• **Record extracts**
#####
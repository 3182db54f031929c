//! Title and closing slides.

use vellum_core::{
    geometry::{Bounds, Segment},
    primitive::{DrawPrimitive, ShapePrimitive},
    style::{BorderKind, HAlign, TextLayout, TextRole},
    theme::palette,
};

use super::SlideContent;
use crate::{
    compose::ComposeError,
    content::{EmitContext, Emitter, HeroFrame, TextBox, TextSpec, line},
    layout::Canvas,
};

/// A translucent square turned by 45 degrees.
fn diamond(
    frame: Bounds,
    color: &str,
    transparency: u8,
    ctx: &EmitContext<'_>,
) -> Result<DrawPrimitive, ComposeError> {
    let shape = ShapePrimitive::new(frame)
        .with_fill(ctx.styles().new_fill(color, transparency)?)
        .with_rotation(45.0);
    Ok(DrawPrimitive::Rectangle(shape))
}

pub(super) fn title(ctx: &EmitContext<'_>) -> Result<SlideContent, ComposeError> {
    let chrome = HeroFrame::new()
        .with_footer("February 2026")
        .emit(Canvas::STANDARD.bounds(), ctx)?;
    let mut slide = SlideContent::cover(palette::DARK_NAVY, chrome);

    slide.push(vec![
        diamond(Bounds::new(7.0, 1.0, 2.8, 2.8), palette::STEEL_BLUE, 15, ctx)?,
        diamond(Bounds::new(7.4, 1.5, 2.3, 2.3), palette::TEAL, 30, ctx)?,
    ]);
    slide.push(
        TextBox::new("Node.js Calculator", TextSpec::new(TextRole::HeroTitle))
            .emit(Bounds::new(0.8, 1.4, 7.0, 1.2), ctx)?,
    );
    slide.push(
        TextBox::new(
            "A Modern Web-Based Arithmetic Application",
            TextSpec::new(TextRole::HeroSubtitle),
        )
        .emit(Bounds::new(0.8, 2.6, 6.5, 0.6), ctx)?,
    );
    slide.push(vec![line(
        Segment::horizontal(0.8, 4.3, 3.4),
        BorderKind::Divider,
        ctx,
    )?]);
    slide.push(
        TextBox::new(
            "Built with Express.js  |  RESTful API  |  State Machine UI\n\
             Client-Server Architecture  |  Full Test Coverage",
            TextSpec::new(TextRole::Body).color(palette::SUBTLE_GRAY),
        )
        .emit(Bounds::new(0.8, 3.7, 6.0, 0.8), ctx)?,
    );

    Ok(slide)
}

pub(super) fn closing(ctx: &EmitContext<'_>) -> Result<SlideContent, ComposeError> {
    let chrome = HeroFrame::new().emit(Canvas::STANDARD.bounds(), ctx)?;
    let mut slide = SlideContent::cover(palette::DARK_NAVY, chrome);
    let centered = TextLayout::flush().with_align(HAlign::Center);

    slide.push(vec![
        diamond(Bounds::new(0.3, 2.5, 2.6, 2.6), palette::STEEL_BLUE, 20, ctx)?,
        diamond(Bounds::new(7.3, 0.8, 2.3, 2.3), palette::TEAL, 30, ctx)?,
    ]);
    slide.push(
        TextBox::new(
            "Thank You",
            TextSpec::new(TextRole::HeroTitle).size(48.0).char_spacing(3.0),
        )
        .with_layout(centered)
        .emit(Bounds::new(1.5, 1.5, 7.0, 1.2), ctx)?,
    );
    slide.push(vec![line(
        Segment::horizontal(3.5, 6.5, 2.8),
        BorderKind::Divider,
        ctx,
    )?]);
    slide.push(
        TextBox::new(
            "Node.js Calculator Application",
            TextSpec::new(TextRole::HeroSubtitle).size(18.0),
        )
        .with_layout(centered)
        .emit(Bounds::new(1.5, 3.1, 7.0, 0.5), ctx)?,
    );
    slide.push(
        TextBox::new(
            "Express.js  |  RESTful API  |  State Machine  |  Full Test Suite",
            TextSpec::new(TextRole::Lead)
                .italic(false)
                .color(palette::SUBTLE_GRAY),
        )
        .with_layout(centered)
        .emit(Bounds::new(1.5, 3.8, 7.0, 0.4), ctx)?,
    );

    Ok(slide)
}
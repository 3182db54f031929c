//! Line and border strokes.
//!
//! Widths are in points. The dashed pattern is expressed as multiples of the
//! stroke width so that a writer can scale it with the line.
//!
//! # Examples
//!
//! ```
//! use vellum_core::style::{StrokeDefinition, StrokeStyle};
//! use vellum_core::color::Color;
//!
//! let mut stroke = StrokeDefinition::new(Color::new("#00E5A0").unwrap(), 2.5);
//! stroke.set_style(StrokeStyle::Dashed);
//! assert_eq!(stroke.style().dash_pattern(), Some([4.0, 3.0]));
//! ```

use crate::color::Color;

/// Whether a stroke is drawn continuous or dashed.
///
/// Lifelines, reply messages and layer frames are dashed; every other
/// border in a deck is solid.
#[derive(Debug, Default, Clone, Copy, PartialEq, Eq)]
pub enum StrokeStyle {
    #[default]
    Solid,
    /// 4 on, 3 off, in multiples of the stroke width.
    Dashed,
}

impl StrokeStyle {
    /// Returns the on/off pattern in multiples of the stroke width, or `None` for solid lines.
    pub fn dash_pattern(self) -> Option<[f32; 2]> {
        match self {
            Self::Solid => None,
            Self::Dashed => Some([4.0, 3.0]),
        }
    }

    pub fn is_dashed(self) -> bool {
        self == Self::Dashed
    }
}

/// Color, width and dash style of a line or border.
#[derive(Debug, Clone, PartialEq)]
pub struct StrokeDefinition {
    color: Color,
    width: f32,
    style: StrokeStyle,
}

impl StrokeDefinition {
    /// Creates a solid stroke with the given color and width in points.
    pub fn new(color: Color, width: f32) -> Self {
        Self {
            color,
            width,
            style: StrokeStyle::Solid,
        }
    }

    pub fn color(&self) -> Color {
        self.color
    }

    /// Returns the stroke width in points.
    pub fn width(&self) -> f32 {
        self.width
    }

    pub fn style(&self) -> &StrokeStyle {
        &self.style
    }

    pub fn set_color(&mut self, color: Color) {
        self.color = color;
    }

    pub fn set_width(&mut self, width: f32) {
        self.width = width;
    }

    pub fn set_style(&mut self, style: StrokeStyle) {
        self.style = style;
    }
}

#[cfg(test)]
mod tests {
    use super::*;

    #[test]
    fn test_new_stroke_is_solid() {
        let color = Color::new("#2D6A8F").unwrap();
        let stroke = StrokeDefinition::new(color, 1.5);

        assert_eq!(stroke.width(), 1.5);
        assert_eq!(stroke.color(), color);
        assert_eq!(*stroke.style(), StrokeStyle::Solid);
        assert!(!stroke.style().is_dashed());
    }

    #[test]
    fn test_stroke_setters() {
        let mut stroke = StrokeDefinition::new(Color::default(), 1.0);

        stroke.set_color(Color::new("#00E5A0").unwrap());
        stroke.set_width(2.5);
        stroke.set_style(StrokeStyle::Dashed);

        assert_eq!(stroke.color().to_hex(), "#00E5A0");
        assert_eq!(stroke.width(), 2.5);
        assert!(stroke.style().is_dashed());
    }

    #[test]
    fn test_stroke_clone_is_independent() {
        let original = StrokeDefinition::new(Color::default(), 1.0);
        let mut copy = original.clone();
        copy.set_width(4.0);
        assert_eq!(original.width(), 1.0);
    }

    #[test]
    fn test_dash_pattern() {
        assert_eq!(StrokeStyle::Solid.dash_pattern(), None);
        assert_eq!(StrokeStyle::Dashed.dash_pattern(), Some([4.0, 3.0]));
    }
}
#####
• **Exercise description**
Whatever appears in the listing should be copied exactly and completely.

• **Result of the exercise**
repository 3182db54f031929c
//! Title and closing slides.

use vellum_core::{
    geometry::{Bounds, Segment},
    primitive::{DrawPrimitive, ShapePrimitive},
    style::{BorderKind, HAlign, TextLayout, TextRole},
    theme::palette,
};

use super::SlideContent;
use crate::{
    compose::ComposeError,
    content::{EmitContext, Emitter, HeroFrame, TextBox, TextSpec, line},
    layout::Canvas,
};

/// A translucent square turned by 45 degrees.
fn diamond(
    frame: Bounds,
    color: &str,
    transparency: u8,
    ctx: &EmitContext<'_>,
) -> Result<DrawPrimitive, ComposeError> {
    let shape = ShapePrimitive::new(frame)
        .with_fill(ctx.styles().new_fill(color, transparency)?)
        .with_rotation(45.0);
    Ok(DrawPrimitive::Rectangle(shape))
}

pub(super) fn title(ctx: &EmitContext<'_>) -> Result<SlideContent, ComposeError> {
    let chrome = HeroFrame::new()
        .with_footer("February 2026")
        .emit(Canvas::STANDARD.bounds(), ctx)?;
    let mut slide = SlideContent::cover(palette::DARK_NAVY, chrome);

    slide.push(vec![
        diamond(Bounds::new(7.0, 1.0, 2.8, 2.8), palette::STEEL_BLUE, 15, ctx)?,
        diamond(Bounds::new(7.4, 1.5, 2.3, 2.3), palette::TEAL, 30, ctx)?,
    ]);
    slide.push(
        TextBox::new("Node.js Calculator", TextSpec::new(TextRole::HeroTitle))
            .emit(Bounds::new(0.8, 1.4, 7.0, 1.2), ctx)?,
    );
    slide.push(
        TextBox::new(
            "A Modern Web-Based Arithmetic Application",
            TextSpec::new(TextRole::HeroSubtitle),
        )
        .emit(Bounds::new(0.8, 2.6, 6.5, 0.6), ctx)?,
    );
    slide.push(vec![line(
        Segment::horizontal(0.8, 4.3, 3.4),
        BorderKind::Divider,
        ctx,
    )?]);
    slide.push(
        TextBox::new(
            "Built with Express.js  |  RESTful API  |  State Machine UI\n\
             Client-Server Architecture  |  Full Test Coverage",
            TextSpec::new(TextRole::Body).color(palette::SUBTLE_GRAY),
        )
        .emit(Bounds::new(0.8, 3.7, 6.0, 0.8), ctx)?,
    );

    Ok(slide)
}

pub(super) fn closing(ctx: &EmitContext<'_>) -> Result<SlideContent, ComposeError> {
    let chrome = HeroFrame::new().emit(Canvas::STANDARD.bounds(), ctx)?;
    let mut slide = SlideContent::cover(palette::DARK_NAVY, chrome);
    let centered = TextLayout::flush().with_align(HAlign::Center);

    slide.push(vec![
        diamond(Bounds::new(0.3, 2.5, 2.6, 2.6), palette::STEEL_BLUE, 20, ctx)?,
        diamond(Bounds::new(7.3, 0.8, 2.3, 2.3), palette::TEAL, 30, ctx)?,
    ]);
    slide.push(
        TextBox::new(
            "Thank You",
            TextSpec::new(TextRole::HeroTitle).size(48.0).char_spacing(3.0),
        )
        .with_layout(centered)
        .emit(Bounds::new(1.5, 1.5, 7.0, 1.2), ctx)?,
    );
    slide.push(vec![line(
        Segment::horizontal(3.5, 6.5, 2.8),
        BorderKind::Divider,
        ctx,
    )?]);
    slide.push(
        TextBox::new(
            "Node.js Calculator Application",
            TextSpec::new(TextRole::HeroSubtitle).size(18.0),
        )
        .with_layout(centered)
        .emit(Bounds::new(1.5, 3.1, 7.0, 0.5), ctx)?,
    );
    slide.push(
        TextBox::new(
            "Express.js  |  RESTful API  |  State Machine  |  Full Test Suite",
            TextSpec::new(TextRole::Lead)
                .italic(false)
                .color(palette::SUBTLE_GRAY),
        )
        .with_layout(centered)
        .emit(Bounds::new(1.5, 3.8, 7.0, 0.4), ctx)?,
    );

    Ok(slide)
}
repository 3182db54f031929c
//! Line and border strokes.
//!
//! Widths are in points. The dashed pattern is expressed as multiples of the
//! stroke width so that a writer can scale it with the line.
//!
//! # Examples
//!
//! ```
//! use vellum_core::style::{StrokeDefinition, StrokeStyle};
//! use vellum_core::color::Color;
//!
//! let mut stroke = StrokeDefinition::new(Color::new("#00E5A0").unwrap(), 2.5);
//! stroke.set_style(StrokeStyle::Dashed);
//! assert_eq!(stroke.style().dash_pattern(), Some([4.0, 3.0]));
//! ```

use crate::color::Color;

/// Whether a stroke is drawn continuous or dashed.
///
/// Lifelines, reply messages and layer frames are dashed; every other
/// border in a deck is solid.
#[derive(Debug, Default, Clone, Copy, PartialEq, Eq)]
pub enum StrokeStyle {
    #[default]
    Solid,
    /// 4 on, 3 off, in multiples of the stroke width.
    Dashed,
}

impl StrokeStyle {
    /// Returns the on/off pattern in multiples of the stroke width, or `None` for solid lines.
    pub fn dash_pattern(self) -> Option<[f32; 2]> {
        match self {
            Self::Solid => None,
            Self::Dashed => Some([4.0, 3.0]),
        }
    }

    pub fn is_dashed(self) -> bool {
        self == Self::Dashed
    }
}

/// Color, width and dash style of a line or border.
#[derive(Debug, Clone, PartialEq)]
pub struct StrokeDefinition {
    color: Color,
    width: f32,
    style: StrokeStyle,
}

impl StrokeDefinition {
    /// Creates a solid stroke with the given color and width in points.
    pub fn new(color: Color, width: f32) -> Self {
        Self {
            color,
            width,
            style: StrokeStyle::Solid,
        }
    }

    pub fn color(&self) -> Color {
        self.color
    }

    /// Returns the stroke width in points.
    pub fn width(&self) -> f32 {
        self.width
    }

    pub fn style(&self) -> &StrokeStyle {
        &self.style
    }

    pub fn set_color(&mut self, color: Color) {
        self.color = color;
    }

    pub fn set_width(&mut self, width: f32) {
        self.width = width;
    }

    pub fn set_style(&mut self, style: StrokeStyle) {
        self.style = style;
    }
}

#[cfg(test)]
mod tests {
    use super::*;

    #[test]
    fn test_new_stroke_is_solid() {
        let color = Color::new("#2D6A8F").unwrap();
        let stroke = StrokeDefinition::new(color, 1.5);

        assert_eq!(stroke.width(), 1.5);
        assert_eq!(stroke.color(), color);
        assert_eq!(*stroke.style(), StrokeStyle::Solid);
        assert!(!stroke.style().is_dashed());
    }

    #[test]
    fn test_stroke_setters() {
        let mut stroke = StrokeDefinition::new(Color::default(), 1.0);

        stroke.set_color(Color::new("#00E5A0").unwrap());
        stroke.set_width(2.5);
        stroke.set_style(StrokeStyle::Dashed);

        assert_eq!(stroke.color().to_hex(), "#00E5A0");
        assert_eq!(stroke.width(), 2.5);
        assert!(stroke.style().is_dashed());
    }

    #[test]
    fn test_stroke_clone_is_independent() {
        let original = StrokeDefinition::new(Color::default(), 1.0);
        let mut copy = original.clone();
        copy.set_width(4.0);
        assert_eq!(original.width(), 1.0);
    }

    #[test]
    fn test_dash_pattern() {
        assert_eq!(StrokeStyle::Solid.dash_pattern(), None);
        assert_eq!(StrokeStyle::Dashed.dash_pattern(), Some([4.0, 3.0]));
    }
}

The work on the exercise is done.